# Introduction to Data Science – Homework 5
*COMP 5360 / MATH 4100, University of Utah, http://datasciencecourse.net/*

Due: Friday, February 20, 2026, 11:59pm.

In this homework you will use linear regression to study house prices in Salt Lake City.

## Your Data
Fill out the following information: 

*First Name:*   
*Last Name:*   
*E-mail:*
*UID:*  


# Importing all the libraries 

In [1]:
# imports and setup 
import pandas as pd
import scipy as sc
import numpy as np

import statsmodels.formula.api as sm

#%matplotlib notebook
import matplotlib.pyplot as plt 
plt.style.use('ggplot')
%matplotlib inline  
plt.rcParams['figure.figsize'] = (10, 6) 

## Regression of real estate data
For this problem, you will analyze SLC real estate data. The dataset contains multiple listing service (MLS) real estate transactions for houses sold in recent years in zip code 84103 ([SLC avenues neighborhood](https://www.google.com/maps/place/Salt+Lake+City,+UT+84103/@40.8030372,-111.8957957,12z/data=!3m1!4b1!4m5!3m4!1s0x87525f672006dded:0x311e638d9a1a2de5!8m2!3d40.810506!4d-111.8449346)). We are primarily interested in regressing the `SoldPrice` on the house attributes (`property size`, `house size`, `number of bedrooms`, etc...). 

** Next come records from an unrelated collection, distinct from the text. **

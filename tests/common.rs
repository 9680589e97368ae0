#![allow(dead_code)]

use pms_backoffice::{
    api::router::create_router,
    config::Config,
    domain::models::{role::Role, user::User},
    infra::factory::{run_sqlite_migrations, state_from_sqlite_pool},
    state::AppState,
};
use sqlx::{sqlite::{SqliteConnectOptions, SqlitePoolOptions}, Pool, Sqlite};
use std::sync::Arc;
use uuid::Uuid;
use axum::{
    body::Body,
    http::{Request, header},
    response::Response,
    Router,
};
use std::str::FromStr;
use tower::ServiceExt;

pub const PASSWORD: &str = "s3cret-pass";

/// Browser-side state after a successful login.
pub struct Session {
    pub access_token: String,
    pub refresh_token: String,
    pub csrf_token: String,
}

impl Session {
    pub fn cookie(&self) -> String {
        format!("access_token={}; refresh_token={}", self.access_token, self.refresh_token)
    }
}

pub struct TestApp {
    pub router: Router,
    pub pool: Pool<Sqlite>,
    pub db_filename: String,
    pub state: Arc<AppState>,
}

impl TestApp {
    pub async fn new() -> Self {
        let db_filename = format!("test_{}.db", Uuid::new_v4());
        let db_url = format!("sqlite://{}?mode=rwc", db_filename);

        let connection_options = SqliteConnectOptions::from_str(&db_url)
            .unwrap()
            .create_if_missing(true);

        let pool = SqlitePoolOptions::new()
            .connect_with(connection_options)
            .await
            .expect("Failed to connect to test db");

        run_sqlite_migrations(&pool).await.expect("Failed to migrate test db");

        let priv_key_pem = include_str!("../tests/keys/test_private.pem");
        let pub_key_pem = include_str!("../tests/keys/test_public.pem");

        let config = Config {
            database_url: db_url.clone(),
            port: 0,
            jwt_secret_key: priv_key_pem.to_string(),
            jwt_public_key: pub_key_pem.to_string(),
            auth_issuer: "test-issuer".to_string(),
            bootstrap_admin_username: "admin".to_string(),
            secure_cookies: false,
        };

        let state = Arc::new(state_from_sqlite_pool(&config, pool.clone()).expect("Failed to build state"));
        let router = create_router(state.clone());

        Self {
            router,
            pool,
            db_filename,
            state,
        }
    }

    /// Creates a user holding `role` with [`PASSWORD`] and a phone number,
    /// so every required field of the editor is filled.
    pub async fn seed_user(&self, username: &str, role: Role) -> User {
        let mut user = User::new(
            "Test".to_string(),
            "User".to_string(),
            format!("{}@example.com", username),
            username.to_string(),
            role,
            String::new(),
        );
        user.phone_number = Some("08030000000".to_string());
        self.state.user_directory.create_user(user, PASSWORD).await.expect("Failed to seed user")
    }

    pub async fn try_login(&self, username: &str, password: &str) -> Response {
        self.router.clone().oneshot(
            Request::builder()
                .method("POST")
                .uri("/login")
                .header(header::CONTENT_TYPE, "application/x-www-form-urlencoded")
                .body(Body::from(form_body(&[("username", username), ("password", password)])))
                .unwrap()
        ).await.unwrap()
    }

    pub async fn login(&self, username: &str, password: &str) -> Session {
        let response = self.try_login(username, password).await;

        if !response.status().is_redirection() {
            panic!("Login failed in test helper: status {}", response.status());
        }

        let access_token = set_cookie(&response, "access_token").expect("No access_token cookie returned");
        let refresh_token = set_cookie(&response, "refresh_token").expect("No refresh_token cookie returned");

        // The CSRF token travels inside the signed access token; read it
        // back from the rendered logout form.
        let dashboard = self.router.clone().oneshot(
            Request::builder()
                .uri("/dashboard")
                .header(header::COOKIE, format!("access_token={}", access_token))
                .body(Body::empty())
                .unwrap()
        ).await.unwrap();
        let html = body_text(dashboard).await;
        let csrf_token = extract_csrf(&html).expect("No csrf_token in page");

        Session { access_token, refresh_token, csrf_token }
    }

    pub async fn get(&self, session: &Session, uri: &str) -> Response {
        self.get_with_cookies(&session.cookie(), uri).await
    }

    pub async fn get_with_cookies(&self, cookies: &str, uri: &str) -> Response {
        self.router.clone().oneshot(
            Request::builder()
                .uri(uri)
                .header(header::COOKIE, cookies)
                .body(Body::empty())
                .unwrap()
        ).await.unwrap()
    }

    /// Posts an HTML form, adding the session's CSRF token.
    pub async fn post_form(&self, session: &Session, uri: &str, fields: &[(&str, &str)]) -> Response {
        let mut fields = fields.to_vec();
        fields.push(("csrf_token", session.csrf_token.as_str()));
        self.post_raw(session, uri, &fields).await
    }

    pub async fn post_raw(&self, session: &Session, uri: &str, fields: &[(&str, &str)]) -> Response {
        self.router.clone().oneshot(
            Request::builder()
                .method("POST")
                .uri(uri)
                .header(header::COOKIE, session.cookie())
                .header(header::CONTENT_TYPE, "application/x-www-form-urlencoded")
                .body(Body::from(form_body(fields)))
                .unwrap()
        ).await.unwrap()
    }

    pub async fn user(&self, id: &str) -> Option<User> {
        self.state.user_directory.find_by_id(id).await.unwrap()
    }
}

impl Drop for TestApp {
    fn drop(&mut self) {
        let _ = std::fs::remove_file(&self.db_filename);
        let _ = std::fs::remove_file(format!("{}-wal", self.db_filename));
        let _ = std::fs::remove_file(format!("{}-shm", self.db_filename));
    }
}

pub fn form_body(fields: &[(&str, &str)]) -> String {
    fields
        .iter()
        .map(|(k, v)| format!("{}={}", encode(k), encode(v)))
        .collect::<Vec<_>>()
        .join("&")
}

fn encode(value: &str) -> String {
    value
        .bytes()
        .map(|b| match b {
            b'A'..=b'Z' | b'a'..=b'z' | b'0'..=b'9' | b'-' | b'_' | b'.' | b'~' => (b as char).to_string(),
            b' ' => "+".to_string(),
            _ => format!("%{:02X}", b),
        })
        .collect()
}

pub fn set_cookie(response: &Response, name: &str) -> Option<String> {
    let prefix = format!("{}=", name);
    response.headers()
        .get_all(header::SET_COOKIE)
        .iter()
        .filter_map(|h| h.to_str().ok())
        .find(|c| c.starts_with(&prefix))
        .map(|c| {
            let value = &c[prefix.len()..];
            value.split(';').next().unwrap_or(value).to_string()
        })
}

pub fn location(response: &Response) -> String {
    response.headers()
        .get(header::LOCATION)
        .and_then(|h| h.to_str().ok())
        .unwrap_or_default()
        .to_string()
}

pub async fn body_text(response: Response) -> String {
    let bytes = axum::body::to_bytes(response.into_body(), usize::MAX).await.unwrap();
    String::from_utf8(bytes.to_vec()).unwrap()
}

fn extract_csrf(html: &str) -> Option<String> {
    let marker = r#"name="csrf_token" value=""#;
    let start = html.find(marker)? + marker.len();
    let end = html[start..].find('"')?;
    Some(html[start..start + end].to_string())
}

### Task 1.1: Import the data 
Use the [`pandas.read_csv()`](https://pandas.pydata.org/pandas-docs/stable/reference/api/pandas.read_csv.html) function to import the dataset. The data is contained in two files located in the same directory as this notebook: [`train1.csv`](train1.csv) and [`train2.csv`](train2.csv). After you import these files separately, concatenate them into one big dataframe. This pandas dataframe will be used for data exploration and linear regression. 

In [3]:
# your code goes here

# Task 1.2: Understand the Data

Now that the data is loaded. Try to understand the data. Domain knowledge is always important for most data science tasks.

- Print different information and statistics of the data (i.e. df.head(), df.info(), df.describe(), df.shape, df.columns etc.). There are 172 different variables associated with each of the 555 houses in this dataset. Skim them and try to get a rough understanding of what information this dataset contains. If you've never seen a real estate listing before, you might take a look at one on [utahrealstate.com](http://www.utahrealestate.com/) website to get a better sense of the meanings of the column headers in the dataset.  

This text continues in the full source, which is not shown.